[PROBLEM TO WORK ON]
Go line by line through the records below. Copy whichever lines contain the string "extend".

ENTRIES SHOWN Block Start

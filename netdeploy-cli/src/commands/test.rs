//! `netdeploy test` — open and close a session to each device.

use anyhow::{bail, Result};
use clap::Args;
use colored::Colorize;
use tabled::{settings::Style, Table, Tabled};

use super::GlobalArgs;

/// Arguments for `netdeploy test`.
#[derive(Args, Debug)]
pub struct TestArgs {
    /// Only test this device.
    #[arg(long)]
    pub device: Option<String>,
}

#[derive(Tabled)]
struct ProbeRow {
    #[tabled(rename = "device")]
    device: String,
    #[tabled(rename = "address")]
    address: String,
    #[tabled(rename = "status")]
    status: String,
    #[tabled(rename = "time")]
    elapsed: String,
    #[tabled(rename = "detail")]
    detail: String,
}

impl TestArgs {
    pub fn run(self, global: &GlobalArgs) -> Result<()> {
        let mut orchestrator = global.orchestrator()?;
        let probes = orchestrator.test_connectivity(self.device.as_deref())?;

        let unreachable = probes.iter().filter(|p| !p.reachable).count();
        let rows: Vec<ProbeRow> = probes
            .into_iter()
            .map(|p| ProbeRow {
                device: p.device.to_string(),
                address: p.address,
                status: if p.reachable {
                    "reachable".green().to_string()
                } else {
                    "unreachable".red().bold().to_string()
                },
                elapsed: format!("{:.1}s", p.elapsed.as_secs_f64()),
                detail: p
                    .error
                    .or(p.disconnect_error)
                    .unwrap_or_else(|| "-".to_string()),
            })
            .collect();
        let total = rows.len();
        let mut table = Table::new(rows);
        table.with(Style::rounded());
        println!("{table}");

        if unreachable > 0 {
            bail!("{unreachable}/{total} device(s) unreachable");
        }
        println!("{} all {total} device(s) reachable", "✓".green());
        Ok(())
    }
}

ENTRIES SHOWN Block End
ENTRIES SHOWN Block Start

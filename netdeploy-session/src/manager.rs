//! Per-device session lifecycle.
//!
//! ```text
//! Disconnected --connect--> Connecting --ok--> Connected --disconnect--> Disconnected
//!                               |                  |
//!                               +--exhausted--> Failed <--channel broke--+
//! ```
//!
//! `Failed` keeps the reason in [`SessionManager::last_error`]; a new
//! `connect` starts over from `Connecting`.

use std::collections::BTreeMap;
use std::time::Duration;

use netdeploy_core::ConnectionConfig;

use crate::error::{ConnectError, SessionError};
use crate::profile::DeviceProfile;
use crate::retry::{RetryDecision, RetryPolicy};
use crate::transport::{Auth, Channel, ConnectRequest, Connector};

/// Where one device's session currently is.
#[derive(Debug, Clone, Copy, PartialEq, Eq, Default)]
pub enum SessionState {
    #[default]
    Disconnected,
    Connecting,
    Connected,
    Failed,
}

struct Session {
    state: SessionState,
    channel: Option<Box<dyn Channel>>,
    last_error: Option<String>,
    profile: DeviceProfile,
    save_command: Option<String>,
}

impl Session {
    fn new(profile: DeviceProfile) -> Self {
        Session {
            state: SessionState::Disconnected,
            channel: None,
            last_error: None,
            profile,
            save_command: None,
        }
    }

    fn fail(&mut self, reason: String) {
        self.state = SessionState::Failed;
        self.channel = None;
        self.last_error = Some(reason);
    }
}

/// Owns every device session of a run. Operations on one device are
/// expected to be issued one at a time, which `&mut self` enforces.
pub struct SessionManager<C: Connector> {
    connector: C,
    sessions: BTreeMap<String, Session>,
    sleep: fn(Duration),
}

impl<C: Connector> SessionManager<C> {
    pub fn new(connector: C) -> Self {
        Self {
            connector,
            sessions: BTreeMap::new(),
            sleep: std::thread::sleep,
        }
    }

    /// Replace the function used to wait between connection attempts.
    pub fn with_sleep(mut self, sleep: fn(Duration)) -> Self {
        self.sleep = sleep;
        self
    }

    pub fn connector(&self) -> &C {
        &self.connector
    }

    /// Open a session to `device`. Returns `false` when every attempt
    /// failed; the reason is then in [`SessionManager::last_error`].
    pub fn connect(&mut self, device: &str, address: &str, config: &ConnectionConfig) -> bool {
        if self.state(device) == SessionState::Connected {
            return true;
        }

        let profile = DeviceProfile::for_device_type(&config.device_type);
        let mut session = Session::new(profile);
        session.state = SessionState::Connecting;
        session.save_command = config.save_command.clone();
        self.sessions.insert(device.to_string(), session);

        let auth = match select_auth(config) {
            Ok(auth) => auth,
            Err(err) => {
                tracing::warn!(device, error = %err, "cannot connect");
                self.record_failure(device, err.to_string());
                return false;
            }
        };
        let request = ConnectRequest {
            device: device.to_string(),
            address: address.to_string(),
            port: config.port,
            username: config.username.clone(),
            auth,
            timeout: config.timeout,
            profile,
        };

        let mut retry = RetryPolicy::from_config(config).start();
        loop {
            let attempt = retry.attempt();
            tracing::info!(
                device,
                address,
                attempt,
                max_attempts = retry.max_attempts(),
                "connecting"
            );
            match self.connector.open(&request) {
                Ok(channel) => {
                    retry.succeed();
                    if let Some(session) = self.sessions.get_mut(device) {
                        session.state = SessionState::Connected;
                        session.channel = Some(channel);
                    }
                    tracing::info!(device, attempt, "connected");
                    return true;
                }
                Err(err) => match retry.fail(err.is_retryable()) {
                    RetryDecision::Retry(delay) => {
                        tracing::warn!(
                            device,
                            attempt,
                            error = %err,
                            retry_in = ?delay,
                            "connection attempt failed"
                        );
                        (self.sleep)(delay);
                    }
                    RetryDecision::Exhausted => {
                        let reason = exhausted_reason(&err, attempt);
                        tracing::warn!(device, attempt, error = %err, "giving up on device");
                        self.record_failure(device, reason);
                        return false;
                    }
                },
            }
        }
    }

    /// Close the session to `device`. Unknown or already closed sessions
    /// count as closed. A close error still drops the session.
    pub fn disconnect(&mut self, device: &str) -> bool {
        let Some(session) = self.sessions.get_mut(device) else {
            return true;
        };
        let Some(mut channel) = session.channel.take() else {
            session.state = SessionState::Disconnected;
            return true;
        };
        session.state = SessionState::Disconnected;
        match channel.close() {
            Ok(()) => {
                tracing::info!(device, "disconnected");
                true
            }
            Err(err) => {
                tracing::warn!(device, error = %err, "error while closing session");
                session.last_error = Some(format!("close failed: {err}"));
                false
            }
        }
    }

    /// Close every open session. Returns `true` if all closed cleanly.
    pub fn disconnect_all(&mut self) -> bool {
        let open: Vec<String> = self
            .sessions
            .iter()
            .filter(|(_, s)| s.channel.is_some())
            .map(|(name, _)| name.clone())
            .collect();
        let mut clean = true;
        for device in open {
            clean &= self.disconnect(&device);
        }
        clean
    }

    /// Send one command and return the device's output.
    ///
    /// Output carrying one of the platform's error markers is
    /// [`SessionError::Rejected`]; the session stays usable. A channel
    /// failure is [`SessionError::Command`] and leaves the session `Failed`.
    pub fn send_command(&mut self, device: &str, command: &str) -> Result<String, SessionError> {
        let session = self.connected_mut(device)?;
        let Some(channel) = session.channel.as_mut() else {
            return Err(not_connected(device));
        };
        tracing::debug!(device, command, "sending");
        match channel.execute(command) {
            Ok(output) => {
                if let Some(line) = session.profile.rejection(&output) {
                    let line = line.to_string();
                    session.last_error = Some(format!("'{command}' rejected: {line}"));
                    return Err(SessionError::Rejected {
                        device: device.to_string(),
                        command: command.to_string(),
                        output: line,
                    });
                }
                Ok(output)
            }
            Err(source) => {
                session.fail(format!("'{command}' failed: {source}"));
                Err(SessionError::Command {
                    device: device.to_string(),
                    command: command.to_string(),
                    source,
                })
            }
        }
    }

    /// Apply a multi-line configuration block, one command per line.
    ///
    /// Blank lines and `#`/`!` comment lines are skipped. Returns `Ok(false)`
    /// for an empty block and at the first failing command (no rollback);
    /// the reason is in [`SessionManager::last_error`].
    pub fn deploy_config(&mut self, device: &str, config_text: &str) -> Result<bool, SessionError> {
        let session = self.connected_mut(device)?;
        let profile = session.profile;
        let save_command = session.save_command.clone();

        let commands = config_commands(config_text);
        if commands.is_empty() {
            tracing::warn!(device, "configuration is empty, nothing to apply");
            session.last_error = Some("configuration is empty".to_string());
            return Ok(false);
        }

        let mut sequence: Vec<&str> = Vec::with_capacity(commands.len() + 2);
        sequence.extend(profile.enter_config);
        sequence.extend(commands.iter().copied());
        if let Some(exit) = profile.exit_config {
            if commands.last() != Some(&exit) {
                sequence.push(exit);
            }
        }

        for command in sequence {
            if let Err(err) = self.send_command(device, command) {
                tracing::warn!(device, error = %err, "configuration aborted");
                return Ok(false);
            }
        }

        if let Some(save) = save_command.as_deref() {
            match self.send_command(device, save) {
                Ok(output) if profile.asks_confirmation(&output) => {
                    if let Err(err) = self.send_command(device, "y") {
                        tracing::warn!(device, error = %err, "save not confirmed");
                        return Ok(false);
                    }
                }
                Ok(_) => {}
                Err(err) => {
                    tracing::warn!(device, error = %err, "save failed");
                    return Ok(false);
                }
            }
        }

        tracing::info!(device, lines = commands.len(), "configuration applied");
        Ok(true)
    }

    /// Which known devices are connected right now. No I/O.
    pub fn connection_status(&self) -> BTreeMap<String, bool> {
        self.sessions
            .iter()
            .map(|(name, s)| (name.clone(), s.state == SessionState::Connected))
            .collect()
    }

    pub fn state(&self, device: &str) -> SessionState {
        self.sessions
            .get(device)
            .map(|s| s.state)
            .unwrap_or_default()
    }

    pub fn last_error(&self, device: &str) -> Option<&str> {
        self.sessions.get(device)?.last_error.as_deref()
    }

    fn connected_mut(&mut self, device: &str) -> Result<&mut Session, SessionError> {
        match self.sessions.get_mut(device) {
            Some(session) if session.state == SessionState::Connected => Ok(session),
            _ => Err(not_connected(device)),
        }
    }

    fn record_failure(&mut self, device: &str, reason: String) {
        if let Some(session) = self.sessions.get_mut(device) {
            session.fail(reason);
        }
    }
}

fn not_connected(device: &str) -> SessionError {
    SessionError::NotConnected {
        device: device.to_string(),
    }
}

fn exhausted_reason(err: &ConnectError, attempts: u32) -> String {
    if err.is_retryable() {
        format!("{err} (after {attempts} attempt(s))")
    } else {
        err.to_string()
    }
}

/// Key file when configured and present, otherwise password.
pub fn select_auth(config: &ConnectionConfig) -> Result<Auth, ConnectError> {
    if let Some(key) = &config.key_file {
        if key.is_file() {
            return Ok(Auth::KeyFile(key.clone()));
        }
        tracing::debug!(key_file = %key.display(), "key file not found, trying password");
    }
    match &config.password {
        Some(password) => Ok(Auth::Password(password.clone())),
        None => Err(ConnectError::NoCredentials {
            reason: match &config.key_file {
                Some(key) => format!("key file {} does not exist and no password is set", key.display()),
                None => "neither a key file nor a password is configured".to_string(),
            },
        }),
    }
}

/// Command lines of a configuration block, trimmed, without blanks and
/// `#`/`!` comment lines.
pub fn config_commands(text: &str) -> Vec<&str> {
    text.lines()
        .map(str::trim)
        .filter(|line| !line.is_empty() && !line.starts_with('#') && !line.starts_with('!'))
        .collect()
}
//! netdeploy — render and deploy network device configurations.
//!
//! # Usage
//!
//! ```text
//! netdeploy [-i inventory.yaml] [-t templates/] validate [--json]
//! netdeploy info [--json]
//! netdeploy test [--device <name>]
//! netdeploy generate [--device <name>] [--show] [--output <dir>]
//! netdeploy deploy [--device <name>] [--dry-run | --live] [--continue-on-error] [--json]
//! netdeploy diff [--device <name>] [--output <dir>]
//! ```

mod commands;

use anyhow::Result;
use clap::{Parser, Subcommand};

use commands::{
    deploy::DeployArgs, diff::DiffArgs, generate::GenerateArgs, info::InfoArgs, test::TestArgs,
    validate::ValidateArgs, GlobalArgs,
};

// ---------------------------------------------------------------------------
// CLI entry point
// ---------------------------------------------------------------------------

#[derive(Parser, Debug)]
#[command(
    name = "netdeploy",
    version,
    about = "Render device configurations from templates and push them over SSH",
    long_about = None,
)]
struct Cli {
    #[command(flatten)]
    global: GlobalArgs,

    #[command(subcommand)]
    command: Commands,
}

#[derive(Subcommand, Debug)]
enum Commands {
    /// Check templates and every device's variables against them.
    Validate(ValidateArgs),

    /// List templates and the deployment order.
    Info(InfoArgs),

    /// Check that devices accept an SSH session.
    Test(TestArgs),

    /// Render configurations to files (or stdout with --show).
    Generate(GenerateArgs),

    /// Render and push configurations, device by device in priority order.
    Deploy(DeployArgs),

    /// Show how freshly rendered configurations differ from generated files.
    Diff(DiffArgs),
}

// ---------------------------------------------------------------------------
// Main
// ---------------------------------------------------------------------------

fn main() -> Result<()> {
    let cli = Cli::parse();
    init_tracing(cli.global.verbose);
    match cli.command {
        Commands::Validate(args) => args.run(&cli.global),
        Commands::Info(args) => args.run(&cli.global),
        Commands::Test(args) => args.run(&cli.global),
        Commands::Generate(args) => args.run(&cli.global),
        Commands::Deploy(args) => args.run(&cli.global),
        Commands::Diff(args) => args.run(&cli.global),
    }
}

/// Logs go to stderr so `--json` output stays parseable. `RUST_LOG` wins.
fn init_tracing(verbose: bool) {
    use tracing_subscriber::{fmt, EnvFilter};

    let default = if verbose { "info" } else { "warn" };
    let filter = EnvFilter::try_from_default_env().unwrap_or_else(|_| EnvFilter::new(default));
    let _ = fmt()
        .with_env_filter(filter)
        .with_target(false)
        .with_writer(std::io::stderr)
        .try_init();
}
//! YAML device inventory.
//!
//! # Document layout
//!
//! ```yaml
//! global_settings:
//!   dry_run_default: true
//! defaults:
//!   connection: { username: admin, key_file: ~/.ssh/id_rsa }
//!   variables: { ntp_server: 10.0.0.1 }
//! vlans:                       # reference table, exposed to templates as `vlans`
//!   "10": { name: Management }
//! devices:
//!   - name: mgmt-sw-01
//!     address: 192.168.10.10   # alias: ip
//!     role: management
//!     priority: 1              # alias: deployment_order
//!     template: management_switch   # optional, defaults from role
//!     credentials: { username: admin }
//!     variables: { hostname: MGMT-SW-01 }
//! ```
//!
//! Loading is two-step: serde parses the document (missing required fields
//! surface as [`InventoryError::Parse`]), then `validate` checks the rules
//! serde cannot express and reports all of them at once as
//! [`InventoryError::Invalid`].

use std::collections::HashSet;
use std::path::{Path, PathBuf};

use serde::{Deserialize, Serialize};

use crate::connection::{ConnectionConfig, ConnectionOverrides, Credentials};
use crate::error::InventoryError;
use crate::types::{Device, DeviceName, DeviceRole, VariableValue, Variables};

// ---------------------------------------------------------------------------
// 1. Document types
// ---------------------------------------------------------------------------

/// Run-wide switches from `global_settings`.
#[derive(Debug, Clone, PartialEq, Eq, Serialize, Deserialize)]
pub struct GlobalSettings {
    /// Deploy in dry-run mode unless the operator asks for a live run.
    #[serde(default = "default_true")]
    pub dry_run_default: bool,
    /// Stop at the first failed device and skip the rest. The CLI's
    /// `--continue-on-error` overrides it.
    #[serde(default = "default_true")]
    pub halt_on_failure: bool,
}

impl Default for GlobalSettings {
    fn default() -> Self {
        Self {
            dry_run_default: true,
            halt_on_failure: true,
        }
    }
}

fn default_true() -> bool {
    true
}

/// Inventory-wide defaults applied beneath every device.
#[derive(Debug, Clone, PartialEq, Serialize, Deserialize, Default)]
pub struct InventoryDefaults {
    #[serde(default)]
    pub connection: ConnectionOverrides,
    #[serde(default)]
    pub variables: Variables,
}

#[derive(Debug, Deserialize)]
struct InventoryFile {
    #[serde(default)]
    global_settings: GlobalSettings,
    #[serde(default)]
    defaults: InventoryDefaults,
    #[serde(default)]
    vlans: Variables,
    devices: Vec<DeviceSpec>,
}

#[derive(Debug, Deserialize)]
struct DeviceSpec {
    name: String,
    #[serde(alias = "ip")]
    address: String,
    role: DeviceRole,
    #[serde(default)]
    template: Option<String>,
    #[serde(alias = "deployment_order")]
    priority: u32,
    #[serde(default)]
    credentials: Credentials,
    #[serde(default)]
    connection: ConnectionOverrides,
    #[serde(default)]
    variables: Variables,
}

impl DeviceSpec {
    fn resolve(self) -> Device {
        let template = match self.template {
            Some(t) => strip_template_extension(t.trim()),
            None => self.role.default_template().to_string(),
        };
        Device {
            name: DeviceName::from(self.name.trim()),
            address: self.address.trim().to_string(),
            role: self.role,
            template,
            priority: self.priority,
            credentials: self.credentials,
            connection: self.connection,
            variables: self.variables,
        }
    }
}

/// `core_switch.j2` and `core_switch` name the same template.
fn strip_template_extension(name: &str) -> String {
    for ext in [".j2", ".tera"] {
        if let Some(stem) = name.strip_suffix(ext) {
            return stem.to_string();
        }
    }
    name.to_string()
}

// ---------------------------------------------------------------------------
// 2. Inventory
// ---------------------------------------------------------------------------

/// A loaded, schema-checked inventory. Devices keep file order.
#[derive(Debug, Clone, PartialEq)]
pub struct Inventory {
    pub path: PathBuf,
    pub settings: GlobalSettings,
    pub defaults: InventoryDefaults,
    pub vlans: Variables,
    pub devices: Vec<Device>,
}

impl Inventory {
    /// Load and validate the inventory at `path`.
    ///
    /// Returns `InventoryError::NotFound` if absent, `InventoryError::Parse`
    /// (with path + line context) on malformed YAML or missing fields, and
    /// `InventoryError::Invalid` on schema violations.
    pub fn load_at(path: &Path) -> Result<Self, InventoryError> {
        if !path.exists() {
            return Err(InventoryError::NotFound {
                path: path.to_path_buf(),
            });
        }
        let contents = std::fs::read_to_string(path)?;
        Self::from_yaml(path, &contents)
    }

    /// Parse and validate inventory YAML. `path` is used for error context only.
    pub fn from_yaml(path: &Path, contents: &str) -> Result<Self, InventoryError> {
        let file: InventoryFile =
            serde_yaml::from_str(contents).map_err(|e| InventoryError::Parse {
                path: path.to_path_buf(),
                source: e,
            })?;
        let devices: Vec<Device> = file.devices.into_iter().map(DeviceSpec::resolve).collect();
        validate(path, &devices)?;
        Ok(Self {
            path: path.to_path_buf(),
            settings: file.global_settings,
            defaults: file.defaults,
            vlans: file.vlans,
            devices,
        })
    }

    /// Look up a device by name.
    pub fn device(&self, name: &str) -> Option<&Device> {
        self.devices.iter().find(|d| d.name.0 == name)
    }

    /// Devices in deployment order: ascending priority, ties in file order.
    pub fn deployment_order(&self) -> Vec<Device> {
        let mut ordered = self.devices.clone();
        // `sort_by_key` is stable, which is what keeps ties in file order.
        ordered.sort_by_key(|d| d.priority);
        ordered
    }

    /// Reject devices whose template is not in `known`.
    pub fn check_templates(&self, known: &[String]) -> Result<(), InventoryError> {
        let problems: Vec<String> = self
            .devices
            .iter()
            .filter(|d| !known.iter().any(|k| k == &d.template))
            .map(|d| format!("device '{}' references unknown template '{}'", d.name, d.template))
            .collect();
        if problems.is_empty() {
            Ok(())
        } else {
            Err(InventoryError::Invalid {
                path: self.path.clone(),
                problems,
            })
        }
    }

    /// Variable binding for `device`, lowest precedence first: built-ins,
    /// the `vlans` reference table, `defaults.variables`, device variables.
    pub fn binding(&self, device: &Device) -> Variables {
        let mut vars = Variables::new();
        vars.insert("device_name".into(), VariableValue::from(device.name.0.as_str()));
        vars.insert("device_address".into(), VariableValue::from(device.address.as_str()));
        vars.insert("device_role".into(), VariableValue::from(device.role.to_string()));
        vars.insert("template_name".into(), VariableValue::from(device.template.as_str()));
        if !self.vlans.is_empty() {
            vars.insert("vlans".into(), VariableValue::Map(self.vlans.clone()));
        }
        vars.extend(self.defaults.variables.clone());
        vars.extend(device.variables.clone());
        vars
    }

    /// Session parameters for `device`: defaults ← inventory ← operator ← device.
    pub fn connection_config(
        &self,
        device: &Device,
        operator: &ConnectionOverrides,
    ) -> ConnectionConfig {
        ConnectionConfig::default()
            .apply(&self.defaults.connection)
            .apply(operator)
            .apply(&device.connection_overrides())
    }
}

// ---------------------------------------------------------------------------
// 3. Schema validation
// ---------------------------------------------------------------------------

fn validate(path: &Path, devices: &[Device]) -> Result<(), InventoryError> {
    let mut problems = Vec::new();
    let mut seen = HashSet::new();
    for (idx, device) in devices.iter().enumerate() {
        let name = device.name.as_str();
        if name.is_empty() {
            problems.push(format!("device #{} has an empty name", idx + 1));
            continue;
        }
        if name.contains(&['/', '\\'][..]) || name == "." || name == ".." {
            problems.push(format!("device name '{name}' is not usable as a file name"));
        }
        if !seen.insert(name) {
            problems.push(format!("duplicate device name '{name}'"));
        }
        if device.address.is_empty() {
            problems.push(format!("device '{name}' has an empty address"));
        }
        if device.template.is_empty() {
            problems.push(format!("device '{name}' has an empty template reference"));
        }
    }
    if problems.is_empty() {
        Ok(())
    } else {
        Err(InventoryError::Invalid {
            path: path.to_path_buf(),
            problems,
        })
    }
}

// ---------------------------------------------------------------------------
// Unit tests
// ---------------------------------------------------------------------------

ENTRIES SHOWN Block End

[EXPECTED OUTPUT]
        sequence.extend(profile.enter_config);
        sequence.extend(commands.iter().copied());
        vars.extend(self.defaults.variables.clone());
        vars.extend(device.variables.clone());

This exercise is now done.